Através da Lei Estadual 7.817/2016, o Estado modificou o valor dos adicionais de insalubridade e periculosidade, estabelecendo valores fixos devidos conforme a carga horária e o grau de insalubridade. A alteração objetivou compatibilizar a forma de cálculo dos adicionais segundo a sistemática da CLT, remunerando o servidor conforme o tempo e grau de exposição a situações insalubres e perigosas. Os estudos técnicos mostraram que mais de 7 mil servidores recebem tais adicionais, de modo que as decisões judiciais proferidas com base na lei revogada resultavam em um gasto superior a R$ 26 milhões anuais na folha de pagamento do Executivo.

 

O Sindicato sustentava que tal alteração não poderia ser realizada, uma vez que o Judiciário vinha modificando a forma de cálculo dos adicionais a partir de uma interpretação da Lei Estadual 6.722/2006, revogada pela nova lei. Alegaram que a garantia constitucional da irredutibilidade salarial impediria a redução do valor do adicional de periculosidade daqueles que tinham decisão judicial em seu favor.

 

A decisão, tomada de forma unânime pelo Tribunal de Justiça de Alagos, acolheu o argumento de que tais adicionais, por terem natureza temporária, não estariam abrangidos pela regra da irredutibilidade salarial dos servidores.
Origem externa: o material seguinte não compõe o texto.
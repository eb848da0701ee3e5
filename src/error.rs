use std::error::Error as StdError;
use std::fmt;
use std::io;

#[cfg(unix)]
use crate::posix::error_string;
#[cfg(windows)]
use crate::win32::error_string;

/// Error returned by the operations of this crate.
///
/// Every OS-level failure is surfaced immediately to the caller with the
/// underlying OS message embedded in the variant; no operation retries
/// internally, and none of them abort the process.
#[derive(Debug, PartialEq, Eq)]
pub enum Error {
    /// `spawn` was called with an empty argument vector, or the platform
    /// command representation came out empty.
    EmptyCommand,

    /// The OS refused to create the process.
    ///
    /// This includes "executable not found" and "permission denied"; the
    /// message carries the command name and the OS error text.
    SpawnFailure(String),

    /// The child did not terminate successfully, or waiting on it failed.
    WaitFailure(WaitError),

    /// `wait` was handed the invalid-handle sentinel.
    InvalidHandle,

    /// A file could not be opened for redirection.
    OpenFailure(String),

    /// Anonymous pipe creation failed.
    PipeFailure(String),
}

/// Why a [`wait`](crate::wait) did not produce a successful outcome.
#[derive(Debug, PartialEq, Eq)]
pub enum WaitError {
    /// The child exited voluntarily with a non-zero exit code.
    NonZeroExit(u32),

    /// The child was terminated by a signal (Unix) or finished with an
    /// abnormal-termination status (Windows).
    Abnormal(i32),

    /// The OS-level wait call itself failed.
    Os(String),
}

impl fmt::Display for Error {
    fn fmt(&self, f: &mut fmt::Formatter<'_>) -> fmt::Result {
        match self {
            Error::EmptyCommand => f.write_str("no command specified"),
            Error::SpawnFailure(msg) => write!(f, "{}", msg),
            Error::WaitFailure(err) => write!(f, "{}", err),
            Error::InvalidHandle => f.write_str("invalid process handle"),
            Error::OpenFailure(msg) => write!(f, "{}", msg),
            Error::PipeFailure(msg) => write!(f, "{}", msg),
        }
    }
}

impl fmt::Display for WaitError {
    fn fmt(&self, f: &mut fmt::Formatter<'_>) -> fmt::Result {
        match self {
            WaitError::NonZeroExit(code) => {
                write!(f, "child process exited with error code {}", code)
            }
            #[cfg(unix)]
            WaitError::Abnormal(signal) => {
                write!(f, "child process terminated by signal {}", signal)
            }
            #[cfg(windows)]
            WaitError::Abnormal(status) => {
                write!(
                    f,
                    "child process terminated abnormally with status {:#010x}",
                    *status as u32
                )
            }
            WaitError::Os(msg) => write!(f, "could not wait on child process: {}", msg),
        }
    }
}

impl StdError for Error {}

/// Render an `io::Error` through the platform's own message facility.
///
/// Errors that carry no OS code (synthetic ones) fall back to their `Display`
/// output, so the conversion itself cannot fail.
pub(crate) fn os_message(err: &io::Error) -> String {
    match err.raw_os_error() {
        Some(code) => error_string(code),
        None => err.to_string(),
    }
}
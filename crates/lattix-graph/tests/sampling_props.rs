//! Property-based tests for neighborhood sampling.
//!
//! These tests verify invariants that should hold for any graph:
//! - Sample size bounds
//! - Samples are drawn from the real neighbor set, without duplicates,
//!   even when relationships are parallel
//! - Local indices of every sub graph hop are valid offsets

use lattix_graph::algo::sampling::{
    build_sub_graphs, sample_neighbors, sample_neighbors_weighted, NeighborhoodFunction,
};
use lattix_graph::{AdjacencyGraph, Graph, Orientation};
use proptest::prelude::*;
use std::collections::HashSet;

prop_compose! {
    fn arb_graph()(node_count in 1usize..20)(
        edges in prop::collection::vec((0..node_count, 0..node_count, 0.0f64..5.0), 0..60),
        undirected in any::<bool>(),
        node_count in Just(node_count),
    ) -> AdjacencyGraph {
        let orientation = if undirected { Orientation::Undirected } else { Orientation::Natural };
        let mut graph = AdjacencyGraph::new(node_count, orientation);
        for (s, t, w) in edges {
            graph.add_weighted_relationship(s, t, w).unwrap();
        }
        graph
    }
}

fn neighbor_set(graph: &AdjacencyGraph, node: usize) -> HashSet<usize> {
    graph.neighbors(node).into_iter().map(|(n, _)| n).collect()
}

proptest! {
    #![proptest_config(ProptestConfig::with_cases(200))]

    #[test]
    fn uniform_sample_is_bounded_and_drawn_from_neighbors(
        graph in arb_graph(),
        k in 0usize..8,
        seed in any::<u64>(),
    ) {
        for node in 0..graph.node_count() {
            let sampled = sample_neighbors(&graph, node, k, seed);
            let neighbors = neighbor_set(&graph, node);

            let distinct: HashSet<usize> = sampled.iter().map(|&(n, _)| n).collect();

            prop_assert!(sampled.iter().all(|(n, _)| neighbors.contains(n)));
            prop_assert_eq!(distinct.len(), sampled.len());
            prop_assert_eq!(sampled.len(), k.min(neighbors.len()));
        }
    }

    #[test]
    fn parallel_relationships_are_sampled_once(
        targets in prop::collection::vec(1usize..12, 0..40),
        k in 1usize..16,
        seed in any::<u64>(),
        weighted in any::<bool>(),
    ) {
        // Hub node 0; repeated targets become parallel relationships.
        let mut graph = AdjacencyGraph::new(12, Orientation::Natural);
        for &t in &targets {
            graph.add_weighted_relationship(0, t, 1.5).unwrap();
        }
        let distinct_targets: HashSet<usize> = targets.iter().copied().collect();

        let hop = NeighborhoodFunction { sample_size: k, seed, weighted };
        let sampled = hop.sample(&graph, 0);
        let distinct: HashSet<usize> = sampled.iter().map(|&(n, _)| n).collect();
        prop_assert_eq!(distinct.len(), sampled.len());
        prop_assert_eq!(sampled.len(), k.min(distinct_targets.len()));

        let sub_graph = build_sub_graphs(&[0], &[hop], &graph).remove(0);
        let locals: HashSet<usize> = sub_graph.adjacency[0].iter().copied().collect();
        prop_assert_eq!(locals.len(), sub_graph.adjacency[0].len());
    }

    #[test]
    fn weighted_sample_is_bounded_and_positive(
        graph in arb_graph(),
        k in 0usize..8,
        seed in any::<u64>(),
    ) {
        for node in 0..graph.node_count() {
            let sampled = sample_neighbors_weighted(&graph, node, k, seed);
            let neighbors = neighbor_set(&graph, node);
            let distinct: HashSet<usize> = sampled.iter().map(|&(n, _)| n).collect();
            prop_assert!(sampled.len() <= k);
            prop_assert_eq!(distinct.len(), sampled.len());
            prop_assert!(sampled.iter().all(|(n, w)| neighbors.contains(n) && *w > 0.0));
        }
    }

    #[test]
    fn sub_graph_indices_are_valid_offsets(
        graph in arb_graph(),
        sizes in prop::collection::vec(1usize..5, 1..4),
        seed in any::<u64>(),
        weighted in any::<bool>(),
    ) {
        let batch: Vec<usize> = (0..graph.node_count()).step_by(2).collect();
        let hops: Vec<NeighborhoodFunction> = sizes
            .iter()
            .map(|&size| NeighborhoodFunction { sample_size: size, seed, weighted })
            .collect();

        let sub_graphs = build_sub_graphs(&batch, &hops, &graph);
        prop_assert_eq!(sub_graphs.len(), hops.len());
        prop_assert_eq!(sub_graphs.last().unwrap().row_count(), batch.len());

        for (i, sub_graph) in sub_graphs.iter().enumerate() {
            let next = sub_graph.next_node_ids.len();
            prop_assert_eq!(sub_graph.self_adjacency.len(), sub_graph.row_count());
            prop_assert!(sub_graph.self_adjacency.iter().all(|&l| l < next));
            prop_assert!(sub_graph.adjacency.iter().flatten().all(|&l| l < next));
            for (row, &node) in sub_graph.node_ids.iter().enumerate() {
                prop_assert_eq!(sub_graph.next_node_ids[sub_graph.self_adjacency[row]], node);
            }
            // Outermost first: each element's rows are the next element's next hop.
            if let Some(inner) = sub_graphs.get(i + 1) {
                prop_assert_eq!(&sub_graph.node_ids, &inner.next_node_ids);
            }
        }
    }
}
O relator do Mandado de Segurança Coletivo, o desembargador Fábio Bittencourt, explicou que “ao contrário do que leva a crer o impetrante, a garantia constitucional refere-se, na verdade, ao subsídio ou vencimento básico do cargo, e não a toda remuneração do servidor público. Assim, não são abrangidos pela irredutibilidade os adicionais e gratificações de caráter transitório”.

 

O procurador de Estado Pedro José Costa Melo sustentou na sessão de julgamento que a coisa julgada nas demais ações também não era óbice à alteração legislativa: "a existência de decisões judiciais acobertadas pela coisa julgada, proferidas ainda sob a vigência da Lei Estadual 6.772/2006, não impede a aplicação imediata da Lei Estadual 7.817/2016. A modificação dos pressupostos de fato ou de direito que conduziram à prolação daquelas decisões faz cessar a eficácia da coisa julgada, que opera sob a cláusula rebus sic stantibus, isto é, mantidas as coisas como estão”.

 

Após o julgamento, o procurador de Estado ainda destacou que o precedente é importante para inibir o ajuizamento de novas ações: "O Tribunal de Justiça, ao julgar o tema de forma unânime, sinalizou claramente que não houve qualquer ilicitude na atuação do Estado de Alagoas. Pelo contrário: tanto a lei, quanto sua posterior implementação, estão de acordo com a jurisprudência do Supremo Tribunal Federal e do Superior Tribunal de Justiça sobre o tema", assegurou.